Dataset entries
──────
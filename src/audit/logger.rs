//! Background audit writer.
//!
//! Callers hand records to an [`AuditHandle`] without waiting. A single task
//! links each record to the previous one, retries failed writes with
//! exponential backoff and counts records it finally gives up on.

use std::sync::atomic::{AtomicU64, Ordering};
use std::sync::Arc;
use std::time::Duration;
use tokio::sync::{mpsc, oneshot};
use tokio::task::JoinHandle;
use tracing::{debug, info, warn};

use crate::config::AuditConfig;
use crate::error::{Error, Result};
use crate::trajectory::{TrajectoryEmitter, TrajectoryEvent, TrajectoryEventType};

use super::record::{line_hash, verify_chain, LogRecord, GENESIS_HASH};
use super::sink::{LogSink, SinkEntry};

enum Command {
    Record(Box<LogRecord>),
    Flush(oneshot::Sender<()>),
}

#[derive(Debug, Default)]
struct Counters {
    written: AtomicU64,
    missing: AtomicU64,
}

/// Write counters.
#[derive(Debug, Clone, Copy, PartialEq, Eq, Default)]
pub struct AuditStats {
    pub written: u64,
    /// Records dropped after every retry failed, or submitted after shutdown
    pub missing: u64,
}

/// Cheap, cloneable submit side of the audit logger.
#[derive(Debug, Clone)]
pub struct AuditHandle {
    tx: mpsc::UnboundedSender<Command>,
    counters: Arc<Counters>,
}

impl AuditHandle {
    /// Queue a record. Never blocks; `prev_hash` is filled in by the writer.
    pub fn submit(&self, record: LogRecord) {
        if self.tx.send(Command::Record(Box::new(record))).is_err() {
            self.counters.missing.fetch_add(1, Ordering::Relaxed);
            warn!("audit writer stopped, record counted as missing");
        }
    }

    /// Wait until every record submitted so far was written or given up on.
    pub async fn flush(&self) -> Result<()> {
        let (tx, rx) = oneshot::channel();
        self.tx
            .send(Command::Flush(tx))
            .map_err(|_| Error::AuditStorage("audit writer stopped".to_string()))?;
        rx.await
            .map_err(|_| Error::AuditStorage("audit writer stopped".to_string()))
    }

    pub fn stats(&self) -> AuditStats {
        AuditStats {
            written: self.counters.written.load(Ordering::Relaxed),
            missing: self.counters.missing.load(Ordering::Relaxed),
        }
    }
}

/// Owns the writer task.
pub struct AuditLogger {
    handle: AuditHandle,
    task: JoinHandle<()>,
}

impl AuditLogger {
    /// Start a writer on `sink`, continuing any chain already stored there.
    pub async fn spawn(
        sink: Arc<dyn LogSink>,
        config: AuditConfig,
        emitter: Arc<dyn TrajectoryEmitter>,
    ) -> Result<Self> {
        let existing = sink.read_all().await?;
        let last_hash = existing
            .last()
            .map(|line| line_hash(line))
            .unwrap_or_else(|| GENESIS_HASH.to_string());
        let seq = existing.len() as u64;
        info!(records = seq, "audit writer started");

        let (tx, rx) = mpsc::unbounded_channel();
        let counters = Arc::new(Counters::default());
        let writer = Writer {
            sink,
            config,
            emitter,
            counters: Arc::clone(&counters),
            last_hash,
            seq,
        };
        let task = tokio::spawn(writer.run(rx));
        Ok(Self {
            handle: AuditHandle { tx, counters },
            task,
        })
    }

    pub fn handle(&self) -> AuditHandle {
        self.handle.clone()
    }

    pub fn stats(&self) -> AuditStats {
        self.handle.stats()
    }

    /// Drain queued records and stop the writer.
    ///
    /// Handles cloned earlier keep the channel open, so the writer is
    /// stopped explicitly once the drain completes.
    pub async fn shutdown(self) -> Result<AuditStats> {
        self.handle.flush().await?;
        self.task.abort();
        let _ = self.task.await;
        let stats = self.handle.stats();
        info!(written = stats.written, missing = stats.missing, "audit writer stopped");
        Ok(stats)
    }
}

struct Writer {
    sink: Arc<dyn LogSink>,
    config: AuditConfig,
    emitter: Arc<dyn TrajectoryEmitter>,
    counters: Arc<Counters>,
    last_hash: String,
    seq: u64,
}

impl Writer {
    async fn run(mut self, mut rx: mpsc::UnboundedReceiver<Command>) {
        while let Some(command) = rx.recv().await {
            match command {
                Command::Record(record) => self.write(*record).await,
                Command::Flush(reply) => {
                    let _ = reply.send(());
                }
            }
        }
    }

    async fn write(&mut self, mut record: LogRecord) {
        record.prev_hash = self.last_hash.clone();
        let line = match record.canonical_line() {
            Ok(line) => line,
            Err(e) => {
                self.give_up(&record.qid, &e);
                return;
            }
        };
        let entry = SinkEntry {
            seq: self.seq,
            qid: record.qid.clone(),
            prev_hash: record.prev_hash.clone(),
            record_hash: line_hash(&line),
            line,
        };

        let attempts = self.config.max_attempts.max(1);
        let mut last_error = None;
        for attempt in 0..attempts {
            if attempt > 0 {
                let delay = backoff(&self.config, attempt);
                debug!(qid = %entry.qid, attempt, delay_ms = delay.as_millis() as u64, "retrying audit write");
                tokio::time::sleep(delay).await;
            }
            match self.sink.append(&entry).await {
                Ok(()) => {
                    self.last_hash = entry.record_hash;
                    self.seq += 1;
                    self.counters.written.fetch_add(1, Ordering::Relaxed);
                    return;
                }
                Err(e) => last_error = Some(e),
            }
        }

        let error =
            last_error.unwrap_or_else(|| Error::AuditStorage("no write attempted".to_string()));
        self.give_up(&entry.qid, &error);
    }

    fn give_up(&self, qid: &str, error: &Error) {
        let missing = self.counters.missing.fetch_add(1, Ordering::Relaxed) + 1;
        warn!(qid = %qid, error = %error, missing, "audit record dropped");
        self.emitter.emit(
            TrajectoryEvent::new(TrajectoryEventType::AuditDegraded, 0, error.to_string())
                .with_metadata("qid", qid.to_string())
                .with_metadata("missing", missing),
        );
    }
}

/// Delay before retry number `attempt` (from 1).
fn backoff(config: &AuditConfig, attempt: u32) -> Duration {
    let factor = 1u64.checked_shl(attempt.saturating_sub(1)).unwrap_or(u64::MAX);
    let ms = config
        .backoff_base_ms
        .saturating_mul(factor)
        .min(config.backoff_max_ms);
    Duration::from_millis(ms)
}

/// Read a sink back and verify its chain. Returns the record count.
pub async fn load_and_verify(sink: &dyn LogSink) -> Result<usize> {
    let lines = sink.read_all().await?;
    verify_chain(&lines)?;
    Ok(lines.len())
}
──────
### About this task
Give all the records above again, wording unchanged.

### Your solution
filename src/audit/logger.rs
//! Background audit writer.
//!
//! Callers hand records to an [`AuditHandle`] without waiting. A single task
//! links each record to the previous one, retries failed writes with
//! exponential backoff and counts records it finally gives up on.

use std::sync::atomic::{AtomicU64, Ordering};
use std::sync::Arc;
use std::time::Duration;
use tokio::sync::{mpsc, oneshot};
use tokio::task::JoinHandle;
use tracing::{debug, info, warn};

use crate::config::AuditConfig;
use crate::error::{Error, Result};
use crate::trajectory::{TrajectoryEmitter, TrajectoryEvent, TrajectoryEventType};

use super::record::{line_hash, verify_chain, LogRecord, GENESIS_HASH};
use super::sink::{LogSink, SinkEntry};

enum Command {
    Record(Box<LogRecord>),
    Flush(oneshot::Sender<()>),
}

#[derive(Debug, Default)]
struct Counters {
    written: AtomicU64,
    missing: AtomicU64,
}

/// Write counters.
#[derive(Debug, Clone, Copy, PartialEq, Eq, Default)]
pub struct AuditStats {
    pub written: u64,
    /// Records dropped after every retry failed, or submitted after shutdown
    pub missing: u64,
}

/// Cheap, cloneable submit side of the audit logger.
#[derive(Debug, Clone)]
pub struct AuditHandle {
    tx: mpsc::UnboundedSender<Command>,
    counters: Arc<Counters>,
}

impl AuditHandle {
    /// Queue a record. Never blocks; `prev_hash` is filled in by the writer.
    pub fn submit(&self, record: LogRecord) {
        if self.tx.send(Command::Record(Box::new(record))).is_err() {
            self.counters.missing.fetch_add(1, Ordering::Relaxed);
            warn!("audit writer stopped, record counted as missing");
        }
    }

    /// Wait until every record submitted so far was written or given up on.
    pub async fn flush(&self) -> Result<()> {
        let (tx, rx) = oneshot::channel();
        self.tx
            .send(Command::Flush(tx))
            .map_err(|_| Error::AuditStorage("audit writer stopped".to_string()))?;
        rx.await
            .map_err(|_| Error::AuditStorage("audit writer stopped".to_string()))
    }

    pub fn stats(&self) -> AuditStats {
        AuditStats {
            written: self.counters.written.load(Ordering::Relaxed),
            missing: self.counters.missing.load(Ordering::Relaxed),
        }
    }
}

/// Owns the writer task.
pub struct AuditLogger {
    handle: AuditHandle,
    task: JoinHandle<()>,
}

impl AuditLogger {
    /// Start a writer on `sink`, continuing any chain already stored there.
    pub async fn spawn(
        sink: Arc<dyn LogSink>,
        config: AuditConfig,
        emitter: Arc<dyn TrajectoryEmitter>,
    ) -> Result<Self> {
        let existing = sink.read_all().await?;
        let last_hash = existing
            .last()
            .map(|line| line_hash(line))
            .unwrap_or_else(|| GENESIS_HASH.to_string());
        let seq = existing.len() as u64;
        info!(records = seq, "audit writer started");

        let (tx, rx) = mpsc::unbounded_channel();
        let counters = Arc::new(Counters::default());
        let writer = Writer {
            sink,
            config,
            emitter,
            counters: Arc::clone(&counters),
            last_hash,
            seq,
        };
        let task = tokio::spawn(writer.run(rx));
        Ok(Self {
            handle: AuditHandle { tx, counters },
            task,
        })
    }

    pub fn handle(&self) -> AuditHandle {
        self.handle.clone()
    }

    pub fn stats(&self) -> AuditStats {
        self.handle.stats()
    }

    /// Drain queued records and stop the writer.
    ///
    /// Handles cloned earlier keep the channel open, so the writer is
    /// stopped explicitly once the drain completes.
    pub async fn shutdown(self) -> Result<AuditStats> {
        self.handle.flush().await?;
        self.task.abort();
        let _ = self.task.await;
        let stats = self.handle.stats();
        info!(written = stats.written, missing = stats.missing, "audit writer stopped");
        Ok(stats)
    }
}

struct Writer {
    sink: Arc<dyn LogSink>,
    config: AuditConfig,
    emitter: Arc<dyn TrajectoryEmitter>,
    counters: Arc<Counters>,
    last_hash: String,
    seq: u64,
}

impl Writer {
    async fn run(mut self, mut rx: mpsc::UnboundedReceiver<Command>) {
        while let Some(command) = rx.recv().await {
            match command {
                Command::Record(record) => self.write(*record).await,
                Command::Flush(reply) => {
                    let _ = reply.send(());
                }
            }
        }
    }

    async fn write(&mut self, mut record: LogRecord) {
        record.prev_hash = self.last_hash.clone();
        let line = match record.canonical_line() {
            Ok(line) => line,
            Err(e) => {
                self.give_up(&record.qid, &e);
                return;
            }
        };
        let entry = SinkEntry {
            seq: self.seq,
            qid: record.qid.clone(),
            prev_hash: record.prev_hash.clone(),
            record_hash: line_hash(&line),
            line,
        };

        let attempts = self.config.max_attempts.max(1);
        let mut last_error = None;
        for attempt in 0..attempts {
            if attempt > 0 {
                let delay = backoff(&self.config, attempt);
                debug!(qid = %entry.qid, attempt, delay_ms = delay.as_millis() as u64, "retrying audit write");
                tokio::time::sleep(delay).await;
            }
            match self.sink.append(&entry).await {
                Ok(()) => {
                    self.last_hash = entry.record_hash;
                    self.seq += 1;
                    self.counters.written.fetch_add(1, Ordering::Relaxed);
                    return;
                }
                Err(e) => last_error = Some(e),
            }
        }

        let error =
            last_error.unwrap_or_else(|| Error::AuditStorage("no write attempted".to_string()));
        self.give_up(&entry.qid, &error);
    }

    fn give_up(&self, qid: &str, error: &Error) {
        let missing = self.counters.missing.fetch_add(1, Ordering::Relaxed) + 1;
        warn!(qid = %qid, error = %error, missing, "audit record dropped");
        self.emitter.emit(
            TrajectoryEvent::new(TrajectoryEventType::AuditDegraded, 0, error.to_string())
                .with_metadata("qid", qid.to_string())
                .with_metadata("missing", missing),
        );
    }
}

/// Delay before retry number `attempt` (from 1).
fn backoff(config: &AuditConfig, attempt: u32) -> Duration {
    let factor = 1u64.checked_shl(attempt.saturating_sub(1)).unwrap_or(u64::MAX);
    let ms = config
        .backoff_base_ms
        .saturating_mul(factor)
        .min(config.backoff_max_ms);
    Duration::from_millis(ms)
}

/// Read a sink back and verify its chain. Returns the record count.
pub async fn load_and_verify(sink: &dyn LogSink) -> Result<usize> {
    let lines = sink.read_all().await?;
    verify_chain(&lines)?;
    Ok(lines.len())
}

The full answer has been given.